À l’orphelinat, les adultes ou les donneurs de soins pourraient ne pas être en mesure d’offrir une réponse sensible et prompte. L’enfant pourrait dans cette situation croire que personne ne peut répondre à ses besoins. Les nourrices, étant souvent assignées à plusieurs enfants simultanément, ne peuvent pas s’occuper d’eux rapidement, menant à de la négligence et de la maltraitance. La réponse d’un bébé dont les besoins sont négligés est soit d’exprimer ses besoins encore plus fort (crier, pleurer, crises de colère) ou de se taire (absence ou peu de contacts visuels, absence ou peu de babillements) et dans certaines situations extrêmes, de se laisser mourir.

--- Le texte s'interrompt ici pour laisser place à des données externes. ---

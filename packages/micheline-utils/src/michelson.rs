//! Human-readable Michelson notation for literals and code, converted to and
//! from [`Micheline`].

use std::{iter::Peekable, str::CharIndices};

use crate::{error::MichelineError, micheline::Micheline};

#[derive(Debug, Clone, PartialEq)]
enum Token {
    LParen,
    RParen,
    LBrace,
    RBrace,
    Semi,
    Int(String),
    Str(String),
    Bytes(Vec<u8>),
    Ident(String),
    Annot(String),
}

impl Token {
    fn starts_argument(&self) -> bool {
        matches!(
            self,
            Token::LParen
                | Token::LBrace
                | Token::Int(_)
                | Token::Str(_)
                | Token::Bytes(_)
                | Token::Ident(_)
        )
    }
}

struct Lexer<'a> {
    chars: Peekable<CharIndices<'a>>,
}

impl<'a> Lexer<'a> {
    fn new(input: &'a str) -> Self {
        Self {
            chars: input.char_indices().peekable(),
        }
    }

    fn tokenize(mut self) -> Result<Vec<(usize, Token)>, MichelineError> {
        let mut tokens = vec![];

        while let Some(&(offset, c)) = self.chars.peek() {
            let token = match c {
                c if c.is_whitespace() => {
                    self.chars.next();
                    continue;
                }
                '#' => {
                    // line comment
                    while let Some((_, c)) = self.chars.next() {
                        if c == '\n' {
                            break;
                        }
                    }
                    continue;
                }
                '(' => self.single(Token::LParen),
                ')' => self.single(Token::RParen),
                '{' => self.single(Token::LBrace),
                '}' => self.single(Token::RBrace),
                ';' => self.single(Token::Semi),
                '"' => self.string(offset)?,
                '0' if self.is_bytes_prefix() => self.bytes()?,
                '-' | '0'..='9' => self.int(offset)?,
                '%' | '@' | ':' => Token::Annot(self.take_while(is_annot_char)),
                c if c.is_ascii_alphabetic() || c == '_' => {
                    Token::Ident(self.take_while(|c| c.is_ascii_alphanumeric() || c == '_'))
                }
                character => {
                    return Err(MichelineError::UnexpectedCharacter { character, offset })
                }
            };
            tokens.push((offset, token));
        }

        Ok(tokens)
    }

    fn single(&mut self, token: Token) -> Token {
        self.chars.next();
        token
    }

    fn take_while(&mut self, accept: impl Fn(char) -> bool) -> String {
        let mut out = String::new();
        // the first character was already matched by the caller
        if let Some((_, c)) = self.chars.next() {
            out.push(c);
        }
        while let Some(&(_, c)) = self.chars.peek() {
            if !accept(c) {
                break;
            }
            out.push(c);
            self.chars.next();
        }
        out
    }

    fn is_bytes_prefix(&self) -> bool {
        let mut lookahead = self.chars.clone();
        lookahead.next();
        matches!(lookahead.peek(), Some((_, 'x')))
    }

    fn bytes(&mut self) -> Result<Token, MichelineError> {
        // skip "0x"
        self.chars.next();
        self.chars.next();
        let mut digits = String::new();
        while let Some(&(_, c)) = self.chars.peek() {
            if !c.is_ascii_hexdigit() {
                break;
            }
            digits.push(c);
            self.chars.next();
        }
        Ok(Token::Bytes(hex::decode(digits)?))
    }

    fn int(&mut self, offset: usize) -> Result<Token, MichelineError> {
        let literal = self.take_while(|c| c.is_ascii_digit());
        if literal == "-" {
            return Err(MichelineError::UnexpectedCharacter {
                character: '-',
                offset,
            });
        }
        Ok(Token::Int(literal))
    }

    fn string(&mut self, start: usize) -> Result<Token, MichelineError> {
        self.chars.next();
        let mut out = String::new();

        loop {
            let Some((offset, c)) = self.chars.next() else {
                return Err(MichelineError::UnterminatedString(start));
            };
            match c {
                '"' => return Ok(Token::Str(out)),
                '\\' => {
                    let (_, escaped) = self
                        .chars
                        .next()
                        .ok_or(MichelineError::UnterminatedString(start))?;
                    out.push(match escaped {
                        '"' => '"',
                        '\\' => '\\',
                        'n' => '\n',
                        't' => '\t',
                        'r' => '\r',
                        'b' => '\u{8}',
                        character => {
                            return Err(MichelineError::InvalidEscape { character, offset })
                        }
                    });
                }
                '\n' => return Err(MichelineError::UnterminatedString(start)),
                c => out.push(c),
            }
        }
    }
}

fn is_annot_char(c: char) -> bool {
    c.is_ascii_alphanumeric() || matches!(c, '_' | '.' | '%' | '@')
}

struct Parser {
    tokens: Vec<(usize, Token)>,
    position: usize,
}

impl Parser {
    fn peek(&self) -> Option<&Token> {
        self.tokens.get(self.position).map(|(_, token)| token)
    }

    fn next(&mut self) -> Result<(usize, Token), MichelineError> {
        let token = self
            .tokens
            .get(self.position)
            .cloned()
            .ok_or(MichelineError::UnexpectedEnd)?;
        self.position += 1;
        Ok(token)
    }

    fn expect(&mut self, expected: Token) -> Result<(), MichelineError> {
        let (offset, token) = self.next()?;
        if token != expected {
            return Err(MichelineError::UnexpectedToken {
                offset,
                found: format!("{token:?}"),
            });
        }
        Ok(())
    }

    fn annotations(&mut self) -> Vec<String> {
        let mut annots = vec![];
        while let Some(Token::Annot(annot)) = self.peek() {
            annots.push(annot.clone());
            self.position += 1;
        }
        annots
    }

    /// an expression in a position where a primitive may take arguments
    /// without parentheses: top level, sequence items, parenthesized groups.
    fn expression(&mut self) -> Result<Micheline, MichelineError> {
        if let Some(Token::Ident(prim)) = self.peek().cloned() {
            self.position += 1;
            let annots = self.annotations();

            let mut args = vec![];
            while self.peek().is_some_and(Token::starts_argument) {
                args.push(self.argument()?);
            }

            return Ok(Micheline::Prim {
                prim,
                args,
                annots,
            });
        }

        self.argument()
    }

    fn argument(&mut self) -> Result<Micheline, MichelineError> {
        let (offset, token) = self.next()?;

        match token {
            Token::Int(int) => Ok(Micheline::Int { int }),
            Token::Str(string) => Ok(Micheline::String { string }),
            Token::Bytes(bytes) => Ok(Micheline::bytes(bytes)),
            Token::Ident(prim) => {
                let annots = self.annotations();
                Ok(Micheline::Prim {
                    prim,
                    args: vec![],
                    annots,
                })
            }
            Token::LParen => {
                let inner = self.expression()?;
                self.expect(Token::RParen)?;
                Ok(inner)
            }
            Token::LBrace => self.sequence(),
            token => Err(MichelineError::UnexpectedToken {
                offset,
                found: format!("{token:?}"),
            }),
        }
    }

    fn sequence(&mut self) -> Result<Micheline, MichelineError> {
        let mut items = vec![];

        loop {
            match self.peek() {
                Some(Token::RBrace) => {
                    self.position += 1;
                    return Ok(Micheline::Seq(items));
                }
                Some(Token::Semi) => {
                    self.position += 1;
                }
                Some(_) => {
                    items.push(self.expression()?);
                    match self.peek() {
                        Some(Token::Semi) | Some(Token::RBrace) => {}
                        Some(_) => {
                            let (offset, token) = self.next()?;
                            return Err(MichelineError::UnexpectedToken {
                                offset,
                                found: format!("{token:?}"),
                            });
                        }
                        None => return Err(MichelineError::UnexpectedEnd),
                    }
                }
                None => return Err(MichelineError::UnexpectedEnd),
            }
        }
    }
}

Encore une fois, personne ne peut l’apaiser immédiatement et complètement.
À l’âge adulte, si cette situation a perduré dans sa famille adoptive, la personne adoptée peut présenter un déficit important de régulation émotionnelle, et donc, comme en trauma complexe, avoir de la difficulté à identifier, différencier et exprimer ses émotions ou celles d’autrui. Les mécanismes de défense utilisés par une personne adoptée sont similaires à ceux observés dans le trauma complexe. Il n’est pas rare qu’une personne adoptée ne se souvienne pas d’événements arrivés pendant son enfance ou se rappelle incorrectement de lesdits événements (un signe possible de dissociation).
Conclusion
En conclusion, une personne adoptée et une personne ayant vécu un traumatisme à l’enfance peuvent avoir de la difficulté à réguler leurs émotions de base, telles que la colère, la peur et la tristesse. C’est lors d’un suivi psychosocial ou psychologique, avec le soutien d’un.e professionnel.le de la santé, que l’individu peut apprendre la régulation émotionnelle et comprendre ses mécanismes de défense (dissociation, problèmes de dépendance, détresse, etc.).